Face the unpleasant facts. Pet accidents are organic. Urine and feces contain waste material, enzymes and the bacteria that feed on it. Depending on what your pet eats, it can be a pretty awful mess. Once you've cleaned up the stain, you've only scratched the surface. Liquid carries those organisms and bacteria deep into the fabric or "pile" of the carpet, through the webbing that binds it and into the padding underneath it. Short of pulling up, cleaning or replacing the carpet, you'll never get it all out. Your only hope is to kill the organisms that cause the smell. "Intact," or un-neutered, animals leave particularly stinky messes due to the added presence of reproductive hormones. If the picture of ugly creatures setting up housekeeping in your new white Berber carpet comes to mind, you've got the general idea.- Get on the job immediately. The longer those organisms are there, the deeper they go, and the more generations they produce. Clean up the spot immediately by blotting and cleaning with water. If you don't find the spot before it sets, there are products that you can buy to clean it. Your first choice, however, should be a gentle, non-sudsing solution like water or vinegar and water to use to blot stains. Use a vinegar solution for surface stains (it neutralizes odor as well as cleans). If the spot is old, persistent or large, you may need to soak it overnight with biodegradable bacterial or enzymatic cleaners. Vets often sell or can recommend products that will eat the bacteria that cause the odor and then starve, leaving only water and carbon dioxide.
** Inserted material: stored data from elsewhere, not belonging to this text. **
//! Load-time failures for ontology documents, schemas, and rule sources.
//!
//! Every variant names the offending source so callers can print the error
//! as-is. Dangling links and unmatched queries are deliberately absent: they
//! are reported as data (`DanglingLink`, `Resolution::NoMatch`), not errors.

use std::io;
use std::path::PathBuf;
use thiserror::Error;

#[derive(Debug, Error)]
pub enum LoadError {
    /// The source could not be parsed into `{ "entities": [ { "id": ... } ] }`.
    #[error("malformed document {document}: {detail}")]
    MalformedDocument { document: String, detail: String },

    /// The document parsed but broke one or more schema constraints.
    #[error(
        "document {document} failed schema validation ({} violation(s)):\n{}",
        .violations.len(),
        format_violations(.violations)
    )]
    SchemaViolation {
        document: String,
        violations: Vec<String>,
    },

    /// One rule record was unusable; the rest of the rule source still loads.
    #[error("malformed rule at {origin}:{line}: {detail}")]
    MalformedRule {
        origin: String,
        line: usize,
        detail: String,
    },

    #[error("unable to read {}", .path.display())]
    Io {
        path: PathBuf,
        #[source]
        source: io::Error,
    },

    /// The schema file itself could not be read, parsed, or compiled.
    #[error("unable to load schema {}: {detail}", .path.display())]
    Schema { path: PathBuf, detail: String },
}

impl LoadError {
    pub(crate) fn malformed_document(document: &str, detail: impl Into<String>) -> Self {
        LoadError::MalformedDocument {
            document: document.to_string(),
            detail: detail.into(),
        }
    }

    pub(crate) fn malformed_rule(origin: &str, line: usize, detail: impl Into<String>) -> Self {
        LoadError::MalformedRule {
            origin: origin.to_string(),
            line,
            detail: detail.into(),
        }
    }

    /// Name of the document or rule source the error refers to, if any.
    pub fn origin(&self) -> Option<&str> {
        match self {
            LoadError::MalformedDocument { document, .. }
            | LoadError::SchemaViolation { document, .. } => Some(document),
            LoadError::MalformedRule { origin, .. } => Some(origin),
            LoadError::Io { .. } | LoadError::Schema { .. } => None,
        }
    }
}

fn format_violations(violations: &[String]) -> String {
    violations
        .iter()
        .map(|v| format!("  - {v}"))
        .collect::<Vec<_>>()
        .join("\n")
}

#[cfg(test)]
mod tests {
    use super::*;

    #[test]
    fn schema_violation_lists_every_failure() {
        let err = LoadError::SchemaViolation {
            document: "ontology/bad.json".to_string(),
            violations: vec![
                "/entities/0/id: 5 is not of type \"string\"".to_string(),
                "/entities/1: \"id\" is a required property".to_string(),
            ],
        };
        let rendered = err.to_string();
        assert!(rendered.contains("ontology/bad.json"));
        assert!(rendered.contains("2 violation(s)"));
        assert!(rendered.contains("/entities/0/id"));
        assert!(rendered.contains("/entities/1"));
        assert_eq!(err.origin(), Some("ontology/bad.json"));
    }

    #[test]
    fn malformed_rule_names_source_and_line() {
        let err = LoadError::malformed_rule("rules/expand.jsonl", 7, "missing when.op");
        assert_eq!(
            err.to_string(),
            "malformed rule at rules/expand.jsonl:7: missing when.op"
        );
    }
}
Avoid ammonia and heat. Steam cleaners will set stains, so if you want to use power, keep the fill cool---vinegar and water works well for this. Baking soda can also work on pet odors, providing you first soak the area thoroughly with vinegar and blot as dry as possible before sprinkling the baking soda.
An animal will not always return to the same spot but is more likely to if it can smell itself or another animal. Ammonia replicates the essence of urine, so avoid it---or cleaning compounds that contain it. Clean up spots immediately and don't bother rubbing Bonzo or Millie's nose in it---they're already panicked because you're upset. It may make you feel like you've made a point, but it just confuses them.